Primark sales surge prompts ABF to raise profit outlook

A model wears clothes and jewellery from Primark's latest collection
A model wears clothes and jewellery from Primark's latest collection
John Mulligan

John Mulligan

CUT-price fashion chain Primark has again proved to be the star of Associated British Food (ABF), with its performance prompting the group to raise is second-half profit outlook.

Headquartered on Dublin's Mary Street, Primark's full-year sales are expected to be 22pc ahead of last year's figure at actual exchange rates, according to ABF.

The group said the unit, which trades as Penneys in Ireland, has benefited from the recent strengthening of the euro, while sales have been driven by an increase in selling space as it continues its march across Europe. It will open its first store in France – in Marseille – in December.

Like-for-like sales growth at Primark will be almost 5pc ahead for the full financial year, which ends on Saturday. It added that there had been "superior sales densities" in its larger new stores.

"Like-for-like sales growth in the first half was flattered by an exceptional start to the year with the benefit of seasonal autumnal weather in 2012 compared with an unseasonably warm autumn in 2011," according to ABF. It added that while sales growth was subdued during March and April this year as winter lingered, trading in the summer months was strong.
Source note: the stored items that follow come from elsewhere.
//! SHA-256 digests and HMAC-SHA256 message authentication.

use base64::{engine::general_purpose::STANDARD as BASE64, Engine};
use hmac::digest::KeyInit;
use hmac::{Hmac, Mac};
use sha2::{Digest, Sha256};

use crate::error::CryptoError;

type HmacSha256 = Hmac<Sha256>;

/// SHA-256 digest of `data`.
pub fn sha256(data: &[u8]) -> [u8; 32] {
    let digest = Sha256::digest(data);
    let mut out = [0u8; 32];
    out.copy_from_slice(&digest);
    out
}

/// Lowercase hex SHA-256 digest (64 characters).
pub fn sha256_hex(data: &[u8]) -> String {
    hex::encode(sha256(data))
}

/// HMAC-SHA256 of `message` under `key`, base64-encoded (standard alphabet, padded).
pub fn hmac_sha256_base64(key: &[u8], message: &str) -> Result<String, CryptoError> {
    let mut mac = <HmacSha256 as KeyInit>::new_from_slice(key)
        .map_err(|e| CryptoError::InvalidMacKey(e.to_string()))?;
    mac.update(message.as_bytes());
    Ok(BASE64.encode(mac.finalize().into_bytes()))
}

#[cfg(test)]
mod tests {
    use super::*;

    #[test]
    fn test_sha256_hex_known_vector() {
        assert_eq!(
            sha256_hex(b"hello"),
            "2cf24dba5fb0a30e26e83b2ac5b9e29e1b161e5c1fa7425e73043362938b9824"
        );
    }

    #[test]
    fn test_sha256_hex_empty() {
        assert_eq!(
            sha256_hex(b""),
            "e3b0c44298fc1c149afbf4c8996fb92427ae41e4649b934ca495991b7852b855"
        );
    }

    #[test]
    fn test_hmac_rfc4231_case_2() {
        // RFC 4231 test case 2: key "Jefe", data "what do ya want for nothing?"
        let mac = hmac_sha256_base64(b"Jefe", "what do ya want for nothing?").unwrap();
        let expected = hex::decode(
            "5bdcc146bf60754e6a042426089575c75a003f089d2739839dec58b964ec3843",
        )
        .unwrap();
        assert_eq!(mac, BASE64.encode(expected));
    }

    #[test]
    fn test_hmac_deterministic_and_key_sensitive() {
        let a = hmac_sha256_base64(b"key-a", "message").unwrap();
        assert_eq!(a, hmac_sha256_base64(b"key-a", "message").unwrap());
        assert_ne!(a, hmac_sha256_base64(b"key-b", "message").unwrap());
    }

    #[test]
    fn test_hmac_accepts_empty_and_long_keys() {
        assert!(hmac_sha256_base64(b"", "message").is_ok());
        assert!(hmac_sha256_base64(&[7u8; 200], "message").is_ok());
    }
}
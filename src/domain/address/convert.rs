//! Conversion: WhitelistedAddressDto → SignedEnvelope, AddressPayload → WhitelistedAddress.

use super::wire::{AddressPayload, LinkedAddressPayload, WhitelistedAddressDto};
use super::{LinkedAddress, WhitelistedAddress, CREATED_TRAIL_ACTION};
use crate::error::WhitelistError;
use crate::integrity::envelope::SignedEnvelope;
use chrono::{DateTime, Utc};

impl TryFrom<&WhitelistedAddressDto> for SignedEnvelope {
    type Error = WhitelistError;

    fn try_from(dto: &WhitelistedAddressDto) -> Result<Self, Self::Error> {
        SignedEnvelope::from_parts(dto.metadata.as_ref(), dto.signed_address.as_ref(), &dto.trails)
    }
}

impl From<LinkedAddressPayload> for LinkedAddress {
    fn from(p: LinkedAddressPayload) -> Self {
        Self {
            id: p.id,
            address: p.address,
            label: p.label,
        }
    }
}

impl WhitelistedAddress {
    /// Build from a verified payload, then attach the unsigned metadata.
    pub(crate) fn from_verified(
        dto: &WhitelistedAddressDto,
        envelope: &SignedEnvelope,
        payload: AddressPayload,
    ) -> Self {
        Self {
            id: dto.id.clone(),
            verified_hash: envelope.hash.clone(),
            blockchain: payload.blockchain,
            network: payload.network,
            address: payload.address,
            memo: payload.memo,
            label: payload.label,
            customer_id: payload.customer_id,
            address_type: payload.address_type,
            exchange_account_id: payload.exchange_account_id,
            contract_type: payload.contract_type,
            linked_internal_addresses: payload
                .linked_internal_addresses
                .into_iter()
                .map(LinkedAddress::from)
                .collect(),
            status: dto.status.clone(),
            rule: dto.rule.clone(),
            created_at: envelope
                .trail_date(CREATED_TRAIL_ACTION)
                .and_then(parse_date),
        }
    }
}

fn parse_date(s: &str) -> Option<DateTime<Utc>> {
    DateTime::parse_from_rfc3339(s)
        .ok()
        .map(|d| d.with_timezone(&Utc))
}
"Operating profit margin in the first half was higher than last year, reflecting the benefit of lower cotton prices and lower markdowns," it said. "The strong trading over the summer also resulted in lower markdowns and the second-half margin will now be in line with the first half, beating expectations."

Trading in Primark stores in northern continental Europe was strong throughout the financial year, while like-for-like growth in Spain, initially held back by the large number of new store openings there, has improved, said the group.

Primark now operates about 260 stores across Europe. In the financial year just ending, the chain will have opened 16 new stores. ABF is controlled by the Weston family, which also owns Brown Thomas and Selfridges.


It operates across a range of sectors, from retailing to sugar production, grocery and agricultural products. Among the brands it owns are Twinings Tea, Patak's, Ryvita and Blue Dragon.

The company said its Twinings Tea and Ovaltine brands had performed particularly well and would both deliver "excellent sales and profit growth" in the year, with Ovaltine having made further in-roads in developing markets. Despite the upbeat trading statement from ABF, its shares slipped in London. Panmure Gordon raised its operating profit target for Primark to £505m (€599m) from £473m. The fashion chain made a £356m operating profit in the last financial year.

But with sugar prices under pressure, Panmure dropped its earnings per share estimate for the financial year that ends in September next year by 3.6pc.